Not entirely. Look more closely at the right-hand part of the wall and blocked openings can be seen between the buttresses. These openings are pointed, evidence of a row of 14th-century windows lighting a rather grand chamber inside. The upward-pointing curve of the porch roof looks 14th-century too, and the statue that acts as its finial clinches the medieval connection. This piece of carved stone is very worn now, but clearly portrays a mitred abbot. This was the country residence of the abbots of Glastonbury and the statue may portray Richard Whiting, the last abbot of Glastonbury, who was executed in 1539 (for reasons that are murky, although the charge was Treason) and is considered by the Roman Catholic Church to be a martyr.

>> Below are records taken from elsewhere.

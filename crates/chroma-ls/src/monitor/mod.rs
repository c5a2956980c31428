// Copyright (c) 2025 Felix Kahle.
//
// Permission is hereby granted, free of charge, to any person obtaining
// a copy of this software and associated documentation files (the
// "Software"), to deal in the Software without restriction, including
// without limitation the rights to use, copy, modify, merge, publish,
// distribute, sublicense, and/or sell copies of the Software, and to
// permit persons to whom the Software is furnished to do so, subject to
// the following conditions:
//
// The above copyright notice and this permission notice shall be
// included in all copies or substantial portions of the Software.
//
// THE SOFTWARE IS PROVIDED "AS IS", WITHOUT WARRANTY OF ANY KIND,
// EXPRESS OR IMPLIED, INCLUDING BUT NOT LIMITED TO THE WARRANTIES OF
// MERCHANTABILITY, FITNESS FOR A PARTICULAR PURPOSE AND
// NONINFRINGEMENT. IN NO EVENT SHALL THE AUTHORS OR COPYRIGHT HOLDERS BE
// LIABLE FOR ANY CLAIM, DAMAGES OR OTHER LIABILITY, WHETHER IN AN ACTION
// OF CONTRACT, TORT OR OTHERWISE, ARISING FROM, OUT OF OR IN CONNECTION
// WITH THE SOFTWARE OR THE USE OR OTHER DEALINGS IN THE SOFTWARE.

pub mod composite;
pub mod interrupt;
pub mod log;
pub mod no_op;
pub mod search_monitor;
pub mod time_limit;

After the dissolution, the building became a farmhouse, and there is an attached range of outbuildings, mostly 18th and 19th century, but apparently with a medieval core, beyond the main house. The building’s farming inhabitants no doubt found smaller openings (and perhaps an altered interior layout) more practical than the abbot’s grand windows, but the solid walls of the medieval builders are still doing good service, nearly 500 years after the monastic community closed.
There is more about the restoration of the building, and close-ups of the statue, here.
Tuesday, February 2, 2010
Phone for the fish knives, Dunstan
At Meare, a few miles from Glastonbury, this plain but striking medieval building stands in the middle of a field. It was the fish house of the great abbey at Glastonbury, and, as well as accommodating the abbey’s water bailiff, provided somewhere where the salting and drying of the monastery’s fish could take place. When it was built, in the 14th century, it stood right next to the fish-filled lake that gave Meare its name.

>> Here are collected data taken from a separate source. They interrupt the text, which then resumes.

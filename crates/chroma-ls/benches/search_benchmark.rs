// Copyright (c) 2025 Felix Kahle.
//
// Permission is hereby granted, free of charge, to any person obtaining
// a copy of this software and associated documentation files (the
// "Software"), to deal in the Software without restriction, including
// without limitation the rights to use, copy, modify, merge, publish,
// distribute, sublicense, and/or sell copies of the Software, and to
// permit persons to whom the Software is furnished to do so, subject to
// the following conditions:
//
// The above copyright notice and this permission notice shall be
// included in all copies or substantial portions of the Software.
//
// THE SOFTWARE IS PROVIDED "AS IS", WITHOUT WARRANTY OF ANY KIND,
// EXPRESS OR IMPLIED, INCLUDING BUT NOT LIMITED TO THE WARRANTIES OF
// MERCHANTABILITY, FITNESS FOR A PARTICULAR PURPOSE AND
// NONINFRINGEMENT. IN NO EVENT SHALL THE AUTHORS OR COPYRIGHT HOLDERS BE
// LIABLE FOR ANY CLAIM, DAMAGES OR OTHER LIABILITY, WHETHER IN AN ACTION
// OF CONTRACT, TORT OR OTHERWISE, ARISING FROM, OUT OF OR IN CONNECTION
// WITH THE SOFTWARE OR THE USE OR OTHER DEALINGS IN THE SOFTWARE.

use chroma_ls::config::SearchConfig;
use chroma_ls::counter::{BulkConflictCounter, ParallelConflictCounter, SequentialConflictCounter};
use chroma_ls::engine::ColoringSearch;
use chroma_ls::monitor::no_op::NoOpMonitor;
use chroma_model::coloring::Coloring;
use chroma_model::graph::Graph;
use criterion::{BenchmarkId, Criterion, Throughput, criterion_group, criterion_main};
use rand::{Rng, SeedableRng};
use rand_chacha::ChaCha8Rng;
use std::hint::black_box;

/// Uniform random graph without self loops; duplicates are kept.
fn random_graph(num_vertices: usize, num_edges: usize, seed: u64) -> Graph {
    let mut rng = ChaCha8Rng::seed_from_u64(seed);
    let mut edges = Vec::with_capacity(num_edges);
    while edges.len() < num_edges {
        let u = rng.random_range(0..num_vertices);
        let v = rng.random_range(0..num_vertices);
        if u != v {
            edges.push((u, v));
        }
    }
    Graph::new(num_vertices, edges).expect("generated edges are in range")
}

const SIZES: [(usize, usize, usize); 3] = [(250, 1_000, 8), (1_000, 8_000, 16), (4_000, 40_000, 24)];

fn bench_search_steps(c: &mut Criterion) {
    const STEPS: u64 = 10_000;
    let mut group = c.benchmark_group("search_steps");
    group.throughput(Throughput::Elements(STEPS));

    for (n, m, k) in SIZES {
        let graph = random_graph(n, m, 7);
        // A budget without verification so every iteration does the same work.
        let config = SearchConfig::builder(k, STEPS)
            .with_min_hill_climb_streak(8)
            .build()
            .expect("benchmark configuration is valid");

        group.bench_with_input(BenchmarkId::new("vertices", n), &graph, |b, graph| {
            b.iter(|| {
                let mut search = ColoringSearch::new(
                    black_box(graph),
                    config.clone(),
                    ChaCha8Rng::seed_from_u64(11),
                    SequentialConflictCounter,
                );
                search.run(&mut NoOpMonitor);
                black_box(search.into_outcome())
            })
        });
    }
    group.finish();
}

fn bench_bulk_counters(c: &mut Criterion) {
    let mut group = c.benchmark_group("bulk_recount");

    for (n, m, k) in SIZES {
        let graph = random_graph(n * 25, m * 25, 3);
        let mut rng = ChaCha8Rng::seed_from_u64(5);
        let coloring = Coloring::random(graph.num_vertices(), k, &mut rng);
        group.throughput(Throughput::Elements(graph.num_edges() as u64));

        let parallel = ParallelConflictCounter::new();
        let counters: [&dyn BulkConflictCounter; 2] = [&SequentialConflictCounter, &parallel];
        for counter in counters {
            group.bench_with_input(
                BenchmarkId::new(counter.name(), graph.num_edges()),
                &graph,
                |b, graph| b.iter(|| counter.count_conflicts(black_box(graph), black_box(&coloring))),
            );
        }
    }
    group.finish();
}

criterion_group!(benches, bench_search_steps, bench_bulk_counters);
criterion_main!(benches);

Medieval domestic and industrial buildings are rare enough, but this is the only surviving building relating to the fishery activities of an English monastery. Fishing and monasticism might seem odd bedfellows, but in fact fish formed an important part of the monastic diet, and the earthworks of many former abbey fishponds survive all over the country. A lot of them are marked on Ordnance Survey maps, which are invaluable tools for anyone looking for interesting lumps and bumps in the landscape, and monasteries often had several pons, to help in management of the supply of fish.
Fish were eaten widely in medieval monasteries, but it’s not known for sure how much fish the monks ate or when. Studies of monastic accounts suggest that when monks could get them, sea fish such as cod were eaten on feast days. But because freshwater fish (such as carp, tench, and bream) were farmed by the monks themselves, they don’t necessarily appear in the records which mostly account for foods brought in from outside.
Amounts consumed would also have varied according to the wealth of the monastery. While the inhabitants of smaller, poorer abbeys might have put up with a mainly vegetarian diet, those of larger, richer monastic houses probably ate meat and fish regularly. There's also evidence that, while meat was often looked upon as a luxury food, fit for worldly lay people but not for monks, fish was sometimes seen as lower-status food. So more than one reforming abbot weaned his well fed carnivorous monks off meat by increasing their fish intake.
Another issue was the size of the available ponds. According to one estimate, to produce a regular supply of fish, a monastery needed some 2 acres of pond per monk. So not every monastic house could provide all the necessary fish on site – some had to come in from local rivers, and monasteries guarded their river-fishing rights jealously.
Glastonbury was a large monastery and at Meare they had a huge pond – a mile and half across, apparently. A medieval account says that the Meare pond contained 'an abundance of pike, tench, roach and ells and of divers other kinds of fishes'. It sounds as if the monks of Glastonbury were very well provided with fish for the table.